EN GÜVENLİ HALE GETİRİLMEK İÇİN ÇALIŞMALAR SÜRÜYOR

“Dünyada kan kanseri üzere oldukça yoğun çalışmalar var. Fakat biz laboratuvar olarak daha çok meme ve pankreas kanseri üzerine çalışıyoruz” ifadelerini kullanan Dr. Öğr. Üy. Ayça Zeynep Akülke sözlerine şöyle devam etti:

“Bir hücrenin genetiğini değiştirme çok yeni olmakla beraber hepimizin ayrıntısını öğrenmemiz gereken bir teknoloji. Kullanım alanı çok yüksek. Birçok şeyde kullanabiliriz ama bir o kadar da bilmediğimiz arka planı var. Biz laboratuvar olarak öncelikle bunları çözmeye çalışıyoruz. Çünkü bunları hastalara vermek oldukça riskli olabilir. Biz bunu en tehlikesiz, en güvenilebilir hale getirmek için gen düzenleme sistemleri üzerine çalışıyoruz.”

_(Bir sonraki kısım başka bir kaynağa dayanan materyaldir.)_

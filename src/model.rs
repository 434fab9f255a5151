//! The diagram model: nodes, routable edges, routing handles, and
//! dangling anchors, all owned by a [`Diagram`] root and addressed by id.
//!
//! Cross-references between elements (handle ↔ anchor ↔ original node)
//! are stored as ids and resolved through the root on demand, so the
//! root stays the single owner of every element.

use indexmap::IndexMap;
use serde::{Deserialize, Serialize};

use crate::geometry::Point;

// ────────────────────────────────────────────────────────────────────────────
// DiagramDoc – persistence wrapper
// ────────────────────────────────────────────────────────────────────────────

#[derive(Debug, Clone, Serialize, Deserialize)]
pub struct DiagramDoc {
    pub diagram: Diagram,
}

impl DiagramDoc {
    /// Save the DiagramDoc to a binary file with magic bytes and versioning.
    pub fn save_to_binary<P: AsRef<std::path::Path>>(&self, path: P) -> anyhow::Result<()> {
        let file = std::fs::File::create(path)?;
        let mut writer = std::io::BufWriter::new(file);
        std::io::Write::write_all(&mut writer, b"BENDPOINT")?;
        std::io::Write::write_all(&mut writer, &1u32.to_le_bytes())?;
        bincode::serde::encode_into_std_write(self, &mut writer, bincode::config::standard())?;
        Ok(())
    }

    /// Load a DiagramDoc from a binary file, checking magic bytes and version.
    pub fn load_from_binary<P: AsRef<std::path::Path>>(path: P) -> anyhow::Result<Self> {
        let file = std::fs::File::open(path)?;
        let mut reader = std::io::BufReader::new(file);
        let mut magic = [0u8; 9];
        std::io::Read::read_exact(&mut reader, &mut magic)?;
        if &magic != b"BENDPOINT" {
            anyhow::bail!("Invalid magic bytes: expected 'BENDPOINT'");
        }
        let mut version_bytes = [0u8; 4];
        std::io::Read::read_exact(&mut reader, &mut version_bytes)?;
        let version = u32::from_le_bytes(version_bytes);
        if version != 1 {
            anyhow::bail!("Unsupported version: {}", version);
        }
        let doc: DiagramDoc =
            bincode::serde::decode_from_std_read(&mut reader, bincode::config::standard())?;
        Ok(doc)
    }

    /// Save the DiagramDoc as pretty-printed JSON.
    pub fn save_to_json<P: AsRef<std::path::Path>>(&self, path: P) -> anyhow::Result<()> {
        let file = std::fs::File::create(path)?;
        serde_json::to_writer_pretty(std::io::BufWriter::new(file), self)?;
        Ok(())
    }

    /// Load a DiagramDoc from a JSON file.
    pub fn load_from_json<P: AsRef<std::path::Path>>(path: P) -> anyhow::Result<Self> {
        let file = std::fs::File::open(path)?;
        let doc = serde_json::from_reader(std::io::BufReader::new(file))?;
        Ok(doc)
    }
}

// ────────────────────────────────────────────────────────────────────────────
// Elements
// ────────────────────────────────────────────────────────────────────────────

/// A diagram node an edge endpoint can attach to.
#[derive(Debug, Clone, Serialize, Deserialize)]
pub struct Node {
    pub id: String,
    pub position: Point,
}

impl Node {
    pub fn new(id: impl Into<String>, x: f64, y: f64) -> Self {
        Self {
            id: id.into(),
            position: Point::new(x, y),
        }
    }
}

/// Which part of an edge a routing handle controls.
#[derive(Debug, Clone, Copy, PartialEq, Eq, Serialize, Deserialize)]
#[serde(rename_all = "lowercase")]
pub enum HandleKind {
    Source,
    Target,
    Junction,
}

/// A draggable control point on a routable edge.
///
/// `point_index` is the handle's slot in the parent edge's routing-point
/// sequence and is `Some` only for junction handles; source and target
/// handles reference the edge endpoint instead.
#[derive(Debug, Clone, Serialize, Deserialize)]
pub struct RoutingHandle {
    pub id: String,
    pub kind: HandleKind,
    #[serde(default)]
    pub point_index: Option<usize>,
    #[serde(default)]
    pub edit_mode: bool,
    /// Id of the dangling anchor this handle owns while its endpoint is
    /// detached. `None` means the endpoint is still bound to its node.
    #[serde(default)]
    pub dangling_anchor_id: Option<String>,
}

/// A routable edge: an ordered routing-point sequence plus two endpoint
/// references resolving to either a node or a dangling anchor.
#[derive(Debug, Clone, Serialize, Deserialize)]
pub struct Edge {
    pub id: String,
    /// Selects which router services this edge.
    pub router_kind: String,
    pub source_id: String,
    pub target_id: String,
    #[serde(default)]
    pub routing_points: Vec<Point>,
    /// Routing handles owned by this edge (children in the model tree).
    #[serde(default)]
    pub handles: Vec<RoutingHandle>,
}

impl Edge {
    pub fn new(
        id: impl Into<String>,
        router_kind: impl Into<String>,
        source_id: impl Into<String>,
        target_id: impl Into<String>,
    ) -> Self {
        Self {
            id: id.into(),
            router_kind: router_kind.into(),
            source_id: source_id.into(),
            target_id: target_id.into(),
            routing_points: Vec::new(),
            handles: Vec::new(),
        }
    }

    /// Find a handle on this edge by kind and point index.
    pub fn handle_at(
        &self,
        kind: HandleKind,
        point_index: Option<usize>,
    ) -> Option<&RoutingHandle> {
        self.handles
            .iter()
            .find(|h| h.kind == kind && h.point_index == point_index)
    }
}

/// An ephemeral node representing a detached edge endpoint's free position.
///
/// `original_id` points back at the node the endpoint detached from; it is
/// a reference only and never affects the original node's lifecycle.
#[derive(Debug, Clone, Serialize, Deserialize)]
pub struct DanglingAnchor {
    pub id: String,
    pub position: Point,
    pub original_id: String,
}

// ────────────────────────────────────────────────────────────────────────────
// Diagram – model root and id index
// ────────────────────────────────────────────────────────────────────────────

/// What an id resolved to, for callers that only need the element class.
#[derive(Debug, Clone, PartialEq, Eq)]
pub enum ElementRef {
    Node,
    Edge,
    /// A routing handle, together with the id of its parent edge.
    Handle { edge_id: String },
    Anchor,
}

/// The model root. Owns every element; all cross-references are by id.
#[derive(Debug, Clone, Default, Serialize, Deserialize)]
pub struct Diagram {
    pub nodes: IndexMap<String, Node>,
    pub edges: IndexMap<String, Edge>,
    /// Dangling anchors are attached directly to the root.
    #[serde(default)]
    pub anchors: IndexMap<String, DanglingAnchor>,
}

impl Diagram {
    pub fn new() -> Self {
        Self::default()
    }

    pub fn add_node(&mut self, node: Node) {
        self.nodes.insert(node.id.clone(), node);
    }

    pub fn add_edge(&mut self, edge: Edge) {
        self.edges.insert(edge.id.clone(), edge);
    }

    /// Resolve an id to its element class. Handles are found by scanning
    /// their parent edges.
    pub fn element_ref(&self, id: &str) -> Option<ElementRef> {
        if self.nodes.contains_key(id) {
            return Some(ElementRef::Node);
        }
        if self.edges.contains_key(id) {
            return Some(ElementRef::Edge);
        }
        if self.anchors.contains_key(id) {
            return Some(ElementRef::Anchor);
        }
        self.find_handle(id).map(|(edge_id, _)| ElementRef::Handle {
            edge_id: edge_id.to_string(),
        })
    }

    pub fn contains_element(&self, id: &str) -> bool {
        self.element_ref(id).is_some()
    }

    /// Look up a routing handle by id, returning its parent edge id too.
    pub fn find_handle(&self, id: &str) -> Option<(&str, &RoutingHandle)> {
        for (edge_id, edge) in &self.edges {
            if let Some(handle) = edge.handles.iter().find(|h| h.id == id) {
                return Some((edge_id.as_str(), handle));
            }
        }
        None
    }

    /// Locate a handle as `(edge_id, index into Edge::handles)`.
    ///
    /// Returned by value so callers can re-borrow the diagram mutably.
    pub fn locate_handle(&self, id: &str) -> Option<(String, usize)> {
        for (edge_id, edge) in &self.edges {
            if let Some(idx) = edge.handles.iter().position(|h| h.id == id) {
                return Some((edge_id.clone(), idx));
            }
        }
        None
    }

    /// Position of an edge endpoint: a node's position or a dangling
    /// anchor's free position.
    pub fn endpoint_position(&self, id: &str) -> Option<Point> {
        if let Some(node) = self.nodes.get(id) {
            return Some(node.position);
        }
        self.anchors.get(id).map(|a| a.position)
    }
}
//! Command plumbing: capability traits, execution context, and the
//! undo/redo history.
//!
//! Commands are composed from small capability traits rather than a
//! deep hierarchy: every command is [`Executable`] and [`Undoable`];
//! only commands that can absorb a later command of the same kind also
//! implement [`Mergeable`].

use std::any::Any;

use crate::edit::animation::MoveHandlesAnimation;
use crate::model::Diagram;
use crate::router::RouterRegistry;

/// Collaborators threaded explicitly through every operation: the model
/// root and the router registry. No hidden process-wide wiring.
pub struct CommandContext<'a> {
    pub diagram: &'a mut Diagram,
    pub routers: &'a RouterRegistry,
}

impl<'a> CommandContext<'a> {
    pub fn new(diagram: &'a mut Diagram, routers: &'a RouterRegistry) -> Self {
        Self { diagram, routers }
    }
}

/// Outcome of running a command phase. `Animating` hands an animation to
/// the caller's scheduler; everything else completed synchronously.
pub enum CommandResult {
    Done,
    Animating(MoveHandlesAnimation),
}

pub trait Executable {
    fn execute(&mut self, ctx: &mut CommandContext<'_>) -> CommandResult;
}

pub trait Undoable {
    fn undo(&mut self, ctx: &mut CommandContext<'_>) -> CommandResult;
    fn redo(&mut self, ctx: &mut CommandContext<'_>) -> CommandResult;
}

/// Commands that can absorb a later command instead of stacking a new
/// history entry. Returns true if `other` was absorbed.
pub trait Mergeable {
    fn merge(&mut self, other: &dyn Command, ctx: &mut CommandContext<'_>) -> bool;
}

/// Object-safe composition of the capability traits, for storage in a
/// history stack.
pub trait Command: Executable + Undoable {
    fn kind(&self) -> &'static str;

    fn as_any(&self) -> &dyn Any;

    /// The mergeable view of this command, if it supports merging.
    fn as_mergeable(&mut self) -> Option<&mut dyn Mergeable> {
        None
    }
}

// ────────────────────────────────────────────────────────────────────────────
// Command history (undo / redo stack)
// ────────────────────────────────────────────────────────────────────────────

/// Bounded undo/redo history over boxed commands.
///
/// Animated command phases are driven to completion synchronously through
/// [`MoveHandlesAnimation::run`], so the model is never left in a
/// partially interpolated state between history operations.
pub struct CommandHistory {
    undo_stack: Vec<Box<dyn Command>>,
    redo_stack: Vec<Box<dyn Command>>,
    max_depth: usize,
    /// Number of tween steps used to drive animations to `t = 1`.
    tween_steps: usize,
}

impl CommandHistory {
    pub fn new(max_depth: usize) -> Self {
        Self {
            undo_stack: Vec::new(),
            redo_stack: Vec::new(),
            max_depth,
            tween_steps: 8,
        }
    }

    pub fn with_tween_steps(mut self, steps: usize) -> Self {
        self.tween_steps = steps.max(1);
        self
    }

    /// Execute a command and push it onto the undo stack, unless the
    /// current top absorbs it via merge.
    pub fn execute(&mut self, mut command: Box<dyn Command>, ctx: &mut CommandContext<'_>) {
        let result = command.execute(ctx);
        self.settle(result, ctx);
        self.redo_stack.clear();

        if let Some(top) = self.undo_stack.last_mut() {
            if let Some(mergeable) = top.as_mergeable() {
                if mergeable.merge(command.as_ref(), ctx) {
                    log::debug!("command merged into previous {}", top.kind());
                    return;
                }
            }
        }
        self.undo_stack.push(command);
        if self.undo_stack.len() > self.max_depth {
            self.undo_stack.remove(0);
        }
    }

    /// Undo the most recent command, returning true if one was undone.
    pub fn undo(&mut self, ctx: &mut CommandContext<'_>) -> bool {
        if let Some(mut command) = self.undo_stack.pop() {
            let result = command.undo(ctx);
            self.settle(result, ctx);
            self.redo_stack.push(command);
            true
        } else {
            false
        }
    }

    /// Redo the most recently undone command, returning true if one was redone.
    pub fn redo(&mut self, ctx: &mut CommandContext<'_>) -> bool {
        if let Some(mut command) = self.redo_stack.pop() {
            let result = command.redo(ctx);
            self.settle(result, ctx);
            self.undo_stack.push(command);
            true
        } else {
            false
        }
    }

    pub fn can_undo(&self) -> bool {
        !self.undo_stack.is_empty()
    }

    pub fn can_redo(&self) -> bool {
        !self.redo_stack.is_empty()
    }

    pub fn clear(&mut self) {
        self.undo_stack.clear();
        self.redo_stack.clear();
    }

    fn settle(&self, result: CommandResult, ctx: &mut CommandContext<'_>) {
        if let CommandResult::Animating(animation) = result {
            animation.run(ctx, self.tween_steps);
        }
    }
}

#[cfg(test)]
mod tests {
    use super::*;
    use crate::geometry::Point;
    use crate::model::{Edge, Node};

    /// Minimal command for exercising the history independently of the
    /// routing commands: appends a routing point on execute.
    struct AppendPoint {
        edge_id: String,
        point: Point,
    }

    impl Executable for AppendPoint {
        fn execute(&mut self, ctx: &mut CommandContext<'_>) -> CommandResult {
            if let Some(edge) = ctx.diagram.edges.get_mut(&self.edge_id) {
                edge.routing_points.push(self.point);
            }
            CommandResult::Done
        }
    }

    impl Undoable for AppendPoint {
        fn undo(&mut self, ctx: &mut CommandContext<'_>) -> CommandResult {
            if let Some(edge) = ctx.diagram.edges.get_mut(&self.edge_id) {
                edge.routing_points.pop();
            }
            CommandResult::Done
        }

        fn redo(&mut self, ctx: &mut CommandContext<'_>) -> CommandResult {
            self.execute(ctx)
        }
    }

    impl Command for AppendPoint {
        fn kind(&self) -> &'static str {
            "appendPoint"
        }

        fn as_any(&self) -> &dyn Any {
            self
        }
    }

    fn setup() -> (Diagram, RouterRegistry) {
        let mut diagram = Diagram::new();
        diagram.add_node(Node::new("n1", 0.0, 0.0));
        diagram.add_node(Node::new("n2", 10.0, 10.0));
        diagram.add_edge(Edge::new("e1", "polyline", "n1", "n2"));
        (diagram, RouterRegistry::with_defaults())
    }

    fn append(x: f64, y: f64) -> Box<dyn Command> {
        Box::new(AppendPoint {
            edge_id: "e1".to_string(),
            point: Point::new(x, y),
        })
    }

    #[test]
    fn undo_redo_round_trip() {
        let (mut diagram, routers) = setup();
        let mut history = CommandHistory::new(10);
        let mut ctx = CommandContext::new(&mut diagram, &routers);

        history.execute(append(1.0, 1.0), &mut ctx);
        assert_eq!(ctx.diagram.edges["e1"].routing_points.len(), 1);

        assert!(history.undo(&mut ctx));
        assert!(ctx.diagram.edges["e1"].routing_points.is_empty());

        assert!(history.redo(&mut ctx));
        assert_eq!(ctx.diagram.edges["e1"].routing_points.len(), 1);
    }

    #[test]
    fn execute_clears_redo_stack() {
        let (mut diagram, routers) = setup();
        let mut history = CommandHistory::new(10);
        let mut ctx = CommandContext::new(&mut diagram, &routers);

        history.execute(append(1.0, 1.0), &mut ctx);
        history.undo(&mut ctx);
        assert!(history.can_redo());

        history.execute(append(2.0, 2.0), &mut ctx);
        assert!(!history.can_redo());
    }

    #[test]
    fn respects_max_depth() {
        let (mut diagram, routers) = setup();
        let mut history = CommandHistory::new(3);
        let mut ctx = CommandContext::new(&mut diagram, &routers);

        for i in 0..5 {
            history.execute(append(i as f64, 0.0), &mut ctx);
        }
        let mut undone = 0;
        while history.undo(&mut ctx) {
            undone += 1;
        }
        assert_eq!(undone, 3);
    }

    #[test]
    fn empty_history_cannot_undo_or_redo() {
        let (mut diagram, routers) = setup();
        let mut history = CommandHistory::new(10);
        let mut ctx = CommandContext::new(&mut diagram, &routers);
        assert!(!history.undo(&mut ctx));
        assert!(!history.redo(&mut ctx));
    }
}
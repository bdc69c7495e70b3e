//! UDP messaging layer: request/response correlation over datagrams.
//!
//! Every outbound request carries a random `u64` token; the matching waiter
//! is parked in a shared pending table until the response datagram echoes
//! the token back, the request times out, or the caller goes away. A waiter
//! that is dropped for any reason removes its table entry, so abandoned
//! lookups never leak correlation state.
//!
//! The serve loop owns the receive half: responses complete their waiter,
//! requests are dispatched to the installed [`RequestHandler`] on a spawned
//! task, and anything that fails to decode is logged and dropped.

use std::collections::HashMap;
use std::net::SocketAddr;
use std::sync::{Arc, Mutex};

use async_trait::async_trait;
use tokio::net::UdpSocket;
use tokio::sync::oneshot;
use tokio::task::JoinHandle;
use tokio::time::{Duration, timeout};
use tracing::{debug, trace, warn};

use crate::Result;
use crate::dht::DEFAULT_REQUEST_TIMEOUT;
use crate::error::Error;
use crate::id::Id;
use crate::messages::{
    MAX_CONTACTS_PER_RESPONSE, MAX_PACKET_SIZE, MAX_VALUE_SIZE, Packet, PeerInfo, Request,
    Response, deserialize_packet, serialize_packet,
};
use crate::protocols::{DhtRpc, RequestHandler};

type PendingTable = Arc<Mutex<HashMap<u64, oneshot::Sender<Response>>>>;

/// Token-correlated DHT messaging over a UDP socket.
///
/// Implements [`DhtRpc`] for the outbound direction; call [`UdpRpc::serve`]
/// to start the receive loop and install the inbound handler.
pub struct UdpRpc {
    socket: Arc<UdpSocket>,
    self_id: Id,
    pending: PendingTable,
    request_timeout: Duration,
}

impl UdpRpc {
    pub async fn bind(addr: SocketAddr, self_id: Id) -> Result<Self> {
        let socket = UdpSocket::bind(addr).await?;
        Ok(Self {
            socket: Arc::new(socket),
            self_id,
            pending: Arc::new(Mutex::new(HashMap::new())),
            request_timeout: DEFAULT_REQUEST_TIMEOUT,
        })
    }

    /// Deadline for each outbound request.
    pub fn with_request_timeout(mut self, request_timeout: Duration) -> Self {
        self.request_timeout = request_timeout;
        self
    }

    pub fn local_addr(&self) -> Result<SocketAddr> {
        Ok(self.socket.local_addr()?)
    }

    pub fn self_id(&self) -> Id {
        self.self_id
    }

    /// Spawn the receive loop, dispatching inbound requests to `handler`.
    ///
    /// The loop runs until the returned handle is aborted or the socket
    /// fails irrecoverably.
    pub fn serve<H: RequestHandler>(&self, handler: H) -> JoinHandle<()> {
        let socket = self.socket.clone();
        let pending = self.pending.clone();
        let handler = Arc::new(handler);

        tokio::spawn(async move {
            let mut buf = vec![0u8; MAX_PACKET_SIZE];
            loop {
                let (len, from) = match socket.recv_from(&mut buf).await {
                    Ok(received) => received,
                    Err(e) => {
                        warn!(error = %e, "udp receive failed");
                        continue;
                    }
                };

                let packet = match deserialize_packet(&buf[..len]) {
                    Ok(packet) => packet,
                    Err(e) => {
                        warn!(%from, error = %e, "dropping malformed datagram");
                        continue;
                    }
                };

                match packet {
                    Packet::Response { token, response } => {
                        let waiter = lock_pending(&pending).remove(&token);
                        match waiter {
                            Some(tx) => {
                                let _ = tx.send(response);
                            }
                            None => {
                                // Late reply after timeout, or a duplicate
                                // from a retransmit. Idempotent to ignore.
                                trace!(%from, token, "response with no waiter");
                            }
                        }
                    }
                    Packet::Request { token, request } => {
                        let handler = handler.clone();
                        let socket = socket.clone();
                        tokio::spawn(async move {
                            let Some(response) = handler.handle_request(from, request).await
                            else {
                                return;
                            };
                            let packet = Packet::Response { token, response };
                            match serialize_packet(&packet) {
                                Ok(bytes) => {
                                    if let Err(e) = socket.send_to(&bytes, from).await {
                                        debug!(%from, error = %e, "failed to send reply");
                                    }
                                }
                                Err(e) => {
                                    warn!(%from, error = %e, "failed to encode reply");
                                }
                            }
                        });
                    }
                }
            }
        })
    }

    /// Send one request and wait for the matching response.
    async fn send_request(&self, to: SocketAddr, request: Request) -> Result<Response> {
        let (token, rx) = self.register_waiter();
        let _guard = WaiterGuard {
            pending: self.pending.clone(),
            token,
        };

        let packet = Packet::Request { token, request };
        let bytes =
            serialize_packet(&packet).map_err(|_| Error::Config("request does not encode"))?;
        if let Err(e) = self.socket.send_to(&bytes, to).await {
            debug!(%to, error = %e, "udp send failed");
            return Err(Error::Unreachable);
        }

        match timeout(self.request_timeout, rx).await {
            Ok(Ok(response)) => Ok(response),
            // Channel closed (serve loop gone) or deadline passed; the
            // guard clears the pending entry either way.
            Ok(Err(_)) | Err(_) => Err(Error::Unreachable),
        }
    }

    fn register_waiter(&self) -> (u64, oneshot::Receiver<Response>) {
        let mut pending = lock_pending(&self.pending);
        let token = loop {
            let candidate: u64 = rand::random();
            if !pending.contains_key(&candidate) {
                break candidate;
            }
        };
        let (tx, rx) = oneshot::channel();
        pending.insert(token, tx);
        (token, rx)
    }

    #[cfg(test)]
    fn pending_len(&self) -> usize {
        lock_pending(&self.pending).len()
    }
}

fn lock_pending(
    pending: &PendingTable,
) -> std::sync::MutexGuard<'_, HashMap<u64, oneshot::Sender<Response>>> {
    // The table is only touched for insert/remove; a poisoned lock means a
    // panic mid-operation, which is already fatal for the process.
    pending.lock().unwrap_or_else(|poisoned| poisoned.into_inner())
}

/// Removes the pending entry when the requester goes away, whether by
/// timeout, cancellation, or normal completion.
struct WaiterGuard {
    pending: PendingTable,
    token: u64,
}

impl Drop for WaiterGuard {
    fn drop(&mut self) {
        lock_pending(&self.pending).remove(&self.token);
    }
}

fn truncate_contacts(mut contacts: Vec<PeerInfo>, from: SocketAddr) -> Vec<PeerInfo> {
    if contacts.len() > MAX_CONTACTS_PER_RESPONSE {
        warn!(
            %from,
            count = contacts.len(),
            max = MAX_CONTACTS_PER_RESPONSE,
            "peer returned too many contacts, truncating"
        );
        contacts.truncate(MAX_CONTACTS_PER_RESPONSE);
    }
    contacts
}

#[async_trait]
impl DhtRpc for UdpRpc {
    async fn ping(&self, to: SocketAddr) -> Result<Id> {
        let nonce: u64 = rand::random();
        let request = Request::Ping {
            sender_id: self.self_id,
            nonce,
        };
        match self.send_request(to, request).await? {
            Response::Pong {
                sender_id,
                nonce: echoed,
            } if echoed == nonce => Ok(sender_id),
            // A wrong nonce or reply shape is a failed ping, same as silence.
            _ => {
                debug!(%to, "ping reply did not match, treating as unreachable");
                Err(Error::Unreachable)
            }
        }
    }

    async fn store(&self, to: SocketAddr, key: Id, value: Vec<u8>) -> Result<Id> {
        if value.len() > MAX_VALUE_SIZE {
            return Err(Error::Config("value exceeds the maximum storable size"));
        }
        let request = Request::Store {
            sender_id: self.self_id,
            key,
            value,
        };
        match self.send_request(to, request).await? {
            Response::StoreOk {
                sender_id,
                key: acked,
            } if acked == key => Ok(sender_id),
            _ => Err(Error::Config("unexpected reply to store")),
        }
    }

    async fn find_contact(&self, to: SocketAddr, target: Id) -> Result<Vec<PeerInfo>> {
        let request = Request::FindContact {
            sender_id: self.self_id,
            target,
        };
        match self.send_request(to, request).await? {
            Response::Contacts { contacts, .. } => Ok(truncate_contacts(contacts, to)),
            _ => Err(Error::Config("unexpected reply to find_contact")),
        }
    }

    async fn find_value(
        &self,
        to: SocketAddr,
        target: Id,
    ) -> Result<(Option<Vec<u8>>, Vec<PeerInfo>)> {
        let request = Request::FindValue {
            sender_id: self.self_id,
            target,
        };
        match self.send_request(to, request).await? {
            Response::FoundValue {
                value, contacts, ..
            } => Ok((Some(value), truncate_contacts(contacts, to))),
            Response::Contacts { contacts, .. } => Ok((None, truncate_contacts(contacts, to))),
            _ => Err(Error::Config("unexpected reply to find_value")),
        }
    }
}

AKILLI HÜCRELER OLUŞTURULACAK

Yapılan araştırmalar ışığında Türkiye’de şu anda 100 bin civarında olan kanser vakalarının 300 binlere ulaşacağı tahmin ediliyor. “Kanser maalesef gittikçe çok daha fazla yaygınlaşıyor. Daha da yaygınlaşacak” diyen Dr. Öğr. Üy. Ayça Zeynep Akülke, “Yeni neslin hastalık korkusu bu. Bizim amacımız bu tedavilere yan tedaviler oluşturmak. Kişinin kendi hücrelerini kendisinin tamir edebileceği otomatik bir sistem oluşturabilmek istiyoruz. Bu akıllı hücrelerle bunları başarabiliyoruz” şeklinde açıklamada bulundu.

TAMİRCİ GÖREVİNİ GÖRÜYOR

Kök hücrelerin vücuttaki tamirci hücreler olduğunu söyleyen Dr. Öğretim Üy. Özgür Tataroğlu ise, “Vucüdumuzda herhangi bir yerde zarar olduğunda bu hücreler oraya gidip tamir yapıyorlar. Fakat genetik bir hastalık, mutasyon olduğu zaman bu hücrelerin fonksiyonlarını yerine getirmesi zorlaşıyor. Buradaki çalışmalarda bu hasarları gidermeye çalışıyoruz” ifadelerini kullandı.

10 MİLYAR DOLARLIK PAZAR

Bunun için de çeşitli gen düzenleme araçları kullandıklarını kaydeden Dr. Öğretim Üy. Özgür Tataroğlu, “Biz bu teknikleri kullanarak herhangi bir hücrenin kalıtsal yapısı üzerinde istediğimiz değişiklikleri yapabiliyoruz. Bu tekniklerin geliştirilmesi, yatırım yapılması lazım. Çünkü dünyada gen düzenleme yaklaşık 10 milyar dolarlık bir pazar. Şu anda bütün ürünler Türkiye’ye yurt dışından geliyor. Bu ürünler gelseler bile şu anda insanların kullanabileceği seviyede değil. Çünkü gen düzenleme araçlarına eklenmesi gereken güvenlik önlemleri var” diye konuştu.

ENDÜSTRİ VE TARIMDA DA KULLANILIYOR

Dr. Öğretim Üy. Özgür Tataroğlu sözlerini şöyle noktaladı:

“Biz bunları laboratuvarda üretip tasarladıktan sonra yolluyoruz. Onlar DNA’da bizim istediğimiz değişikliği yapıyor. Örneğin bir genetik hastalıkta o genin bir kopyası eksikse onu ekleyebiliyoruz veya birden fazla kopyası olduğu için sorun yaşanıyorsa diğer kopyalarını azaltabiliyoruz. Ya da DNA’da bir mutasyon varsa onu doğal haline çevirebiliyoruz. Aslında en önemli uygulamalarından bir tanesi bu. Aynı zamanda biyoteknolojide, endüstri ve tarımda da kullanılan bir şey.”